Simplify the following expression: 21m^4⋅2n^3⋅2p^10÷3m^21⋅n^16⋅p^5

a. 14m^−17⋅n^−13⋅p^5
b. 14m^17⋅n^13⋅p^5
c. 73m^−17⋅n^−13⋅p^5
d. 7/3m^17⋅n^13⋅p^5

Answer 1

To simplify the given algebraic expression, multiply the coefficients, subtract the exponents for like bases, and write negative exponents as factors in the denominator, resulting in 14p^5/(m^17·n^13).

Step-by-step explanation:

To simplify the expression 21m^4·2n^3·2p^10÷3m^21·n^16·p^5, we will follow the laws of exponents and division of algebraic terms:

1. Multiply the coefficients (numerical parts) together and divide them by the coefficient in the denominator.
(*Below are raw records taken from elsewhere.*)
//! # pay-api
//!
//! HTTP API layer for embedded-checkout-rs.
//!
//! This crate provides:
//! - Axum-based HTTP server
//! - JSON endpoints that proxy checkout and account session calls to Stripe
//! - Host pages for the embedded checkout and notification banner widgets
//!
//! ## Endpoints
//!
//! | Method | Path | Description |
//! |--------|------|-------------|
//! | GET | `/health` | Health check |
//! | POST | `/api/create-checkout-session` | Embedded checkout client secret |
//! | POST | `/api/create-account-session` | Notification banner client secret |
//! | GET | `/api/session-status` | Checkout session status |
//! | GET | `/checkout`, `/return` | Checkout and return pages |
//! | GET | `/checkout-with-banner`, `/connect-dashboard` | Banner pages |

pub mod handlers;
pub mod pages;
pub mod routes;
pub mod state;

pub use routes::create_router;
pub use state::{AppConfig, AppState, CheckoutSettings};
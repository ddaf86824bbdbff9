//! # pay-stripe
//!
//! Stripe provider for embedded-checkout-rs.
//!
//! `StripeClient` implements `pay_core::PaymentProvider` on top of:
//!
//! 1. **Checkout Sessions** (`ui_mode=embedded`)
//!    - Single configured price, quantity 1
//!    - Returns the client secret consumed by the embedded checkout widget
//!    - Status lookups for the return page
//!
//! 2. **Account Sessions**
//!    - Scoped to a connected account
//!    - Enables the Connect notification banner component
//!
//! ## Quick Start
//!
//! ```rust,ignore
//! use pay_stripe::StripeClient;
//! use pay_core::{EmbeddedCheckoutRequest, PaymentProvider};
//!
//! // Create client from environment
//! let client = StripeClient::from_env()?;
//!
//! let request = EmbeddedCheckoutRequest::single_item(
//!     client.config().price_id.clone(),
//!     "https://example.com/return?session_id={CHECKOUT_SESSION_ID}",
//! );
//! let checkout = client.create_embedded_checkout(&request).await?;
//!
//! // Hand checkout.client_secret to the browser
//! ```

pub mod client;
pub mod config;

// Re-exports
pub use client::StripeClient;
pub use config::{mask_id, StripeConfig, ACCOUNT_SESSIONS_MIN_API_VERSION, DEFAULT_API_VERSION};
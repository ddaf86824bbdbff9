//! # Payment Error Types
//!
//! Typed error handling for the embedded-checkout service.
//! All provider operations return `Result<T, PaymentError>`.

use thiserror::Error;

/// Core error type for all payment operations
#[derive(Debug, Error)]
pub enum PaymentError {
    /// Configuration errors (invalid keys, unreadable settings)
    #[error("Configuration error: {0}")]
    Configuration(String),

    /// A required environment variable is absent or empty
    #[error("{variable} environment variable is not set")]
    MissingConfiguration { variable: String },

    /// The provider client cannot serve a required API
    #[error("{capability} not available")]
    CapabilityUnavailable { capability: String, hint: String },

    /// Invalid request data
    #[error("Invalid request: {0}")]
    InvalidRequest(String),

    /// Payment provider API error, carrying the provider's message verbatim
    #[error("{message}")]
    Provider {
        message: String,
        kind: Option<String>,
        code: Option<String>,
        http_status: u16,
    },

    /// Network/HTTP error communicating with provider
    #[error("Network error: {0}")]
    Network(String),

    /// Serialization/deserialization error
    #[error("Serialization error: {0}")]
    Serialization(String),
}

impl PaymentError {
    /// Returns the HTTP status code appropriate for this error
    pub fn status_code(&self) -> u16 {
        match self {
            PaymentError::MissingConfiguration { .. } => 400,
            PaymentError::InvalidRequest(_) => 400,
            PaymentError::Configuration(_)
            | PaymentError::CapabilityUnavailable { .. }
            | PaymentError::Provider { .. }
            | PaymentError::Network(_)
            | PaymentError::Serialization(_) => 500,
        }
    }

    /// Provider classification tag (Stripe's `error.type`), when known
    pub fn error_type(&self) -> Option<&str> {
        match self {
            PaymentError::Provider { kind, .. } => kind.as_deref(),
            PaymentError::CapabilityUnavailable { .. } | PaymentError::Configuration(_) => {
                Some("configuration_error")
            }
            _ => None,
        }
    }

    /// Provider error code (Stripe's `error.code`), when known
    pub fn error_code(&self) -> Option<&str> {
        match self {
            PaymentError::Provider { code, .. } => code.as_deref(),
            PaymentError::CapabilityUnavailable { .. } => Some("capability_unavailable"),
            _ => None,
        }
    }

    /// Remediation hint, only carried by capability failures
    pub fn hint(&self) -> Option<&str> {
        match self {
            PaymentError::CapabilityUnavailable { hint, .. } => Some(hint),
            _ => None,
        }
    }
}

/// Result type alias for payment operations
pub type PaymentResult<T> = Result<T, PaymentError>;
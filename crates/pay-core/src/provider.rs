//! # Payment Provider Trait
//!
//! Seam between the HTTP layer and the external payments platform.
//! Implementations: Stripe (`pay-stripe`), plus in-process fakes in tests.
//!
//! ```text
//! ┌─────────────────────────────────────────────────────────────┐
//! │                   PaymentProvider (trait)                   │
//! │  ├── create_embedded_checkout()                             │
//! │  ├── retrieve_checkout_session()                            │
//! │  ├── create_account_session()                               │
//! │  └── capabilities()                                         │
//! └─────────────────────────────────────────────────────────────┘
//! ```

use crate::error::PaymentResult;
use crate::session::{
    AccountSession, AccountSessionRequest, EmbeddedCheckout, EmbeddedCheckoutRequest,
    SessionStatus,
};
use async_trait::async_trait;
use std::sync::Arc;

/// APIs a provider client can serve, resolved once when the client is built
#[derive(Debug, Clone, Copy, PartialEq, Eq)]
pub struct ProviderCapabilities {
    /// Connected-account sessions for embedded Connect components
    pub account_sessions: bool,
}

impl Default for ProviderCapabilities {
    fn default() -> Self {
        Self {
            account_sessions: true,
        }
    }
}

/// Remote payments platform.
///
/// Every method is a single network round trip; implementations must not
/// retry or cache.
#[async_trait]
pub trait PaymentProvider: Send + Sync {
    /// Create a checkout session rendered by the embedded widget.
    async fn create_embedded_checkout(
        &self,
        request: &EmbeddedCheckoutRequest,
    ) -> PaymentResult<EmbeddedCheckout>;

    /// Read back status and buyer email of an existing checkout session.
    ///
    /// The id is forwarded without validation.
    async fn retrieve_checkout_session(&self, session_id: &str) -> PaymentResult<SessionStatus>;

    /// Create a session scoped to a connected account.
    async fn create_account_session(
        &self,
        request: &AccountSessionRequest,
    ) -> PaymentResult<AccountSession>;

    /// Get the provider name (for logging).
    fn provider_name(&self) -> &'static str;

    /// APIs available with this client's configuration.
    fn capabilities(&self) -> ProviderCapabilities {
        ProviderCapabilities::default()
    }
}

/// Type alias for a shared provider (dynamic dispatch)
pub type BoxedPaymentProvider = Arc<dyn PaymentProvider>;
In this case, (21·2·2)/3 = 14.
2. Subtract the exponents of the variables with the same base. For m: 4 - 21 = -17; for n: 3 - 16 = -13; and for p: 10 - 5 = 5.
3. Rewrite the expression with the new exponents. Negative exponents mean that the term is on the wrong side of the fraction line. Therefore, the terms with negative exponents will move to the denominator.

The simplified expression is 14m^-17·n^-13·p^5, which is written with positive exponents as 14p^5/(m^17·n^13). So, the correct choice is answer (a): 14m^-17·n^-13·p^5.